The stbx's boyfriend's parents bought your girls' the xbox, etc? With a card that said "Love, Kathy and Bob?" And they've NEVER met them? :scratchhead: Ummm....maybe I'm crazy right along with you, but that seems a little over the top to me. I could MAYBE see if they got your girls a MUCH smaller, token-type gift, with a card that just said "Merry Christmas, Kathy and Bob" but WOW are they trying WAY TOO HARD. But, kids are too smart for that "buying their love" crap and most kids will just bleed them dry for the good stuff and leave them laying in the gutter wondering what happened :rofl: But seriously, that's weird - like they really want your kids to like them cause they KNOW their son is partially responsible for destroying their whole world by stealing their mom from their dad. Sorry if that came across as harsh to you - but that's what their son did when you get down to the root of it, ya know. 

And who knows why your stbx is still acting all like "oh, he's just a friend..." when EVERYONE knows otherwise. Even us here in the 'net!  Perhaps because when she finally admits/says it out loud to everyone and herself she will be taking the bulk of the responsiblity for the failure of the marriage, and be taking societies sigma as a homewreaker, etc.

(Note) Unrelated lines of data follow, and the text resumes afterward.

//! Internal Diesel row structs.
//!
//! Implementation details of the persistence layer, never exposed to the
//! domain. They exist to satisfy Diesel's type requirements for queries and
//! mutations.

use chrono::NaiveDate;
use diesel::prelude::*;

use super::schema::{items, preferences, users};

/// Row struct for reading from the users table.
#[derive(Debug, Clone, Queryable, Selectable)]
#[diesel(table_name = users)]
#[diesel(check_for_backend(diesel::pg::Pg))]
pub(crate) struct UserRow {
    pub uid: i64,
    pub first_name: String,
    pub last_name: String,
    pub email: String,
    pub profile_url: String,
    #[expect(dead_code, reason = "read back only through the dedicated token update")]
    pub message_token: Option<String>,
}

/// Insertable struct for registering a user.
#[derive(Debug, Clone, Insertable)]
#[diesel(table_name = users)]
pub(crate) struct NewUserRow<'a> {
    pub first_name: &'a str,
    pub last_name: &'a str,
    pub email: &'a str,
    pub profile_url: &'a str,
    pub message_token: Option<&'a str>,
}

/// Changeset struct for replacing a user's profile fields.
#[derive(Debug, Clone, AsChangeset)]
#[diesel(table_name = users)]
pub(crate) struct UserProfileChangeset<'a> {
    pub first_name: &'a str,
    pub last_name: &'a str,
    pub email: &'a str,
    pub profile_url: &'a str,
}

/// Row struct for reading from the items table.
#[derive(Debug, Clone, Queryable, Selectable)]
#[diesel(table_name = items)]
#[diesel(check_for_backend(diesel::pg::Pg))]
pub(crate) struct ItemRow {
    pub item_id: i64,
    #[expect(dead_code, reason = "listing is already scoped to the owning user")]
    pub uid: i64,
    pub upc: String,
    pub expire_date: NaiveDate,
    pub item_count: i32,
    pub item_name: Option<String>,
}

/// Insertable struct for one pantry item row.
#[derive(Debug, Clone, Insertable)]
#[diesel(table_name = items)]
pub(crate) struct NewItemRow<'a> {
    pub uid: i64,
    pub upc: &'a str,
    pub expire_date: NaiveDate,
    pub item_count: i32,
    pub item_name: Option<&'a str>,
}

/// Changeset struct for replacing one item's fields.
#[derive(Debug, Clone, AsChangeset)]
#[diesel(table_name = items)]
pub(crate) struct ItemChangeset<'a> {
    pub upc: &'a str,
    pub expire_date: NaiveDate,
    pub item_count: i32,
}

/// Insertable struct for one preference label.
#[derive(Debug, Clone, Insertable)]
#[diesel(table_name = preferences)]
pub(crate) struct NewPreferenceRow<'a> {
    pub uid: i64,
    pub preference: &'a str,
}
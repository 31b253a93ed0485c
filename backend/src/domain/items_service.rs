//! Pantry item domain service.
//!
//! Dispatches one storage call per logical row, in submission order. There is
//! no batch atomicity: a storage failure aborts the remaining rows but rows
//! dispatched earlier stay written, matching the best-effort contract.

use std::sync::Arc;

use tracing::warn;

use crate::domain::Error;
use crate::domain::batch::{BatchReport, RowOutcome};
use crate::domain::item::{Item, ItemBatch, ItemId, ItemUpdateBatch};
use crate::domain::outcome::MutationOutcome;
use crate::domain::ports::{ItemRepository, ItemRepositoryError};
use crate::domain::user::Uid;

/// Pantry item service dispatching reconciled batches row by row.
#[derive(Clone)]
pub struct ItemService {
    repo: Arc<dyn ItemRepository>,
}

fn map_repo_error(error: ItemRepositoryError) -> Error {
    Error::storage(format!("item repository error: {error}"))
}

impl ItemService {
    /// Create a new service over the given repository.
    pub fn new(repo: Arc<dyn ItemRepository>) -> Self {
        Self { repo }
    }

    /// Insert every row of a reconciled batch, returning the rows written.
    ///
    /// An empty batch writes nothing and succeeds with zero rows.
    pub async fn add_batch(&self, batch: &ItemBatch) -> Result<usize, Error> {
        let uid = batch.uid();
        for (index, row) in batch.rows().iter().enumerate() {
            if let Err(error) = self.repo.insert(uid, row).await {
                warn!(%uid, index, %error, "item batch insert aborted");
                return Err(map_repo_error(error));
            }
        }
        Ok(batch.rows().len())
    }

    /// Apply every row of a reconciled update batch.
    ///
    /// Rows whose item id matches nothing are recorded as
    /// [`RowOutcome::NoRowsMatched`] and do not abort the batch.
    pub async fn update_batch(&self, batch: &ItemUpdateBatch) -> Result<BatchReport, Error> {
        let uid = batch.uid();
        let mut report = BatchReport::default();
        for (index, change) in batch.rows().iter().enumerate() {
            match self.repo.update(uid, change).await {
                Ok(affected) => report.record(if affected == 0 {
                    RowOutcome::NoRowsMatched
                } else {
                    RowOutcome::Applied
                }),
                Err(error) => {
                    warn!(%uid, index, %error, "item batch update aborted");
                    return Err(map_repo_error(error));
                }
            }
        }
        Ok(report)
    }

    /// Delete the listed items, classifying the combined affected count.
    pub async fn delete_items(
        &self,
        uid: Uid,
        item_ids: &[ItemId],
    ) -> Result<MutationOutcome, Error> {
        let mut total: u64 = 0;
        for (index, item_id) in item_ids.iter().enumerate() {
            match self.repo.delete(uid, *item_id).await {
                Ok(affected) => total += affected,
                Err(error) => {
                    warn!(%uid, index, %error, "item batch delete aborted");
                    return Err(map_repo_error(error));
                }
            }
        }
        Ok(MutationOutcome::from_affected(total))
    }

    /// All items belonging to the given user.
    pub async fn list(&self, uid: Uid) -> Result<Vec<Item>, Error> {
        self.repo.list_for_user(uid).await.map_err(map_repo_error)
    }
}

Unfortunately, she's not seeing that the continuation of the lies to you means that the pain continues for you - it's not allowing you to get on with healing, not really. She's still not considering YOUR feelings. Not cool.


----------



## Pandakiss (Oct 29, 2010)

people lie...all the time, maybe she dosent want to hurt your feelings, or maaybe it would matter in divorce court. 

i think with the "love bob & kathy" part, it might havee been going on for a lot longer then you might have though..

also, did you get a new xbox game too?? lol just kidding, but daaamn, i wish my in laws bought my kids something nice and thoughful [not trying to make light of yoour situation], but it was an over the top gift for someone who "just started" dating.

so i think she has good reason to lie....


----------



## notreadytoquit (Jan 11, 2010)

Don't worry 2Daughters, what's interesting some of these WS continue to lie even after divorce. That, I really can't understand but I also don't even try to understand it anymore.


----------